In Silicon Valley, where longevity is an obsession, the technological solution is appealing. Tech billionaires are using their wealth to put some distance between themselves and the Grim Reaper. Sergey Brin and Larry Page, the cofounders of Google, have launched a company called Calico (California Life Company) with the mission to “harness advanced technologies to increase our understanding of the biology that controls lifespan”.

But death always enjoys the upper hand. Research suggests 120 is the absolute upper limit for the durability of the human frame, no matter what we do in the gym. Cell mutation over time is what does us in. Judith Campisi, a professor of biogerontology at the Buck Institute in the US, explains that the more biologically complex an organism, the harder it is to extend its life. We can keep roundworms alive for 10 times their normal lifespan. But humans? No.

“Maybe evolution is trying to tell us something,” she says. Most of us need not worry about life at 120, or even 90. Our sedentary lifestyle helps ensure that many of us will depart this earth well before. Public Health England (PHE) says some six million people between 40 and 60 in England are endangering their health by not taking so much as a brisk walk for 10 minutes once a month. But there is always the chance to change.

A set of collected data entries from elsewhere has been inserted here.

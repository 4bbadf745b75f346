use chrono::Utc;

use crate::support::{self, count_active_rows, count_rows, register_request, test_signer};

#[tokio::test]
async fn registration_creates_entity_credential_and_session() {
    let harness = support::setup().await;

    let response = support::register(&harness, "alice@example.com", "pw123-long-enough").await;
    let entity = response.entity.clone().expect("entity id");

    assert_eq!(count_active_rows(&harness.pool, "entities").await, 1);
    assert_eq!(count_active_rows(&harness.pool, "entity_login_method_password").await, 1);
    assert_eq!(count_active_rows(&harness.pool, "entity_login_methods").await, 1);
    assert_eq!(count_active_rows(&harness.pool, "entity_refresh_tokens").await, 1);
    assert_eq!(count_active_rows(&harness.pool, "entity_tokens").await, 1);

    // Both returned tokens must validate under the configured signing key
    // and name the entity as subject.
    let signer = test_signer();
    let access_claims = signer.verify(&response.token).expect("access token verifies");
    assert_eq!(access_claims.sub, entity.to_string());
    assert_eq!(access_claims.iss, "keygate-tests");

    let refresh_claims = signer.verify(&response.refresh_token).expect("refresh token verifies");
    assert_eq!(refresh_claims.sub, entity.to_string());

    let now = Utc::now().timestamp();
    assert!(access_claims.check_validity(now).is_ok());
    assert!(refresh_claims.check_validity(now).is_ok());
}

#[tokio::test]
async fn registration_returns_policy_expiries() {
    let harness = support::setup().await;

    let before = Utc::now().timestamp();
    let response = support::register(&harness, "bob@example.com", "pw123-long-enough").await;
    let after = Utc::now().timestamp();

    // Access: 15 minutes; refresh: 30 days, both absolute epoch seconds.
    assert!(response.token_expires_at >= before + 900);
    assert!(response.token_expires_at <= after + 900);
    assert!(response.refresh_token_expires_at >= before + 2_592_000);
    assert!(response.refresh_token_expires_at <= after + 2_592_000);
}

#[tokio::test]
async fn duplicate_email_is_rejected_without_side_effects() {
    let harness = support::setup().await;

    support::register(&harness, "carol@example.com", "pw123-long-enough").await;
    let entities_before = count_rows(&harness.pool, "entities").await;
    let tokens_before = count_rows(&harness.pool, "entity_tokens").await;

    let response = harness
        .service
        .register_password(&register_request("carol@example.com", "another-password"))
        .await
        .unwrap();

    assert!(!response.valid);
    assert_eq!(response.error, "Existing email");
    assert!(response.entity.is_none());
    assert_eq!(count_rows(&harness.pool, "entities").await, entities_before);
    assert_eq!(count_rows(&harness.pool, "entity_tokens").await, tokens_before);
}

#[tokio::test]
async fn malformed_registration_requests_are_errors() {
    let harness = support::setup().await;

    let result =
        harness.service.register_password(&register_request("not-an-email", "pw123-long")).await;
    assert!(result.is_err());

    let result =
        harness.service.register_password(&register_request("dave@example.com", "short")).await;
    assert!(result.is_err());

    assert_eq!(count_rows(&harness.pool, "entities").await, 0);
}

#[tokio::test]
async fn access_token_is_bound_to_the_refresh_row_it_was_issued_with() {
    let harness = support::setup().await;
    let response = support::register(&harness, "erin@example.com", "pw123-long-enough").await;

    let refresh_row_id: String =
        sqlx::query_scalar("SELECT id FROM entity_refresh_tokens WHERE token = $1")
            .bind(&response.refresh_token)
            .fetch_one(&harness.pool)
            .await
            .unwrap();

    let bound_refresh_id: String =
        sqlx::query_scalar("SELECT refresh_token_id FROM entity_tokens WHERE token = $1")
            .bind(&response.token)
            .fetch_one(&harness.pool)
            .await
            .unwrap();

    assert_eq!(bound_refresh_id, refresh_row_id);
}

One of the benefits of being a couch potato in youth and early middle-age is the lack of stress damage accrued by serious athletes that can leave some of them old before their time.

“By walking just 10 continuous minutes at a brisk pace every day, an individual can reduce their risk of early death by 15%,” says Professor Muir Gray, adviser to PHE. “They can also prevent or delay the onset of disability and further reduce their risk of serious health conditions, such as diabetes, heart disease, dementia and some cancers.” Emma Stevenson, professor of sport and exercise at Newcastle University’s Institute for Ageing, says it is all about functionality – living well, not just longer. “Age is not a reason not to be doing things,” she says. “That way, we age more quickly. We may be living longer but without good nutrition and exercise we lose functionality – like simply being able to get out of a chair – and that is not good quality of life.”

How to get fit for life

1. Ramp up exercise gradually, preparing your body for the demands you wish to place on it. Walking is a great way to start. Just 10 continuous minutes at a brisk pace every day can reduce the risk of early death by 15%.

2. Aim for 10 or 20 minutes a week of high-intensity exercise – getting your heart rate up to at least 80% of its maximum. This means getting to the point where it feels unpleasant (sweating, raised heart rate, out of breath) and that you can’t keep it up for long.

3. High-intensity interval exercise should be followed by unloading activities, such as stretching and massage. Time-pressured people are tempted to extend exercise during a visit to the gym and skip stretching. Bad idea.

4. Keep to a 20:80 ratio for high:low intensity exercise. Also aim for some strength training (push-ups, squats, resistance bands) to build muscle and help to prevent later-life injuries, like those to the hip.

5. Avoid fads and eat a generally healthy diet, with plenty of vegetables and whole grains. Protein builds muscle and creatine powder in a glass of milk helps build and maintain muscle. Bone broth is good.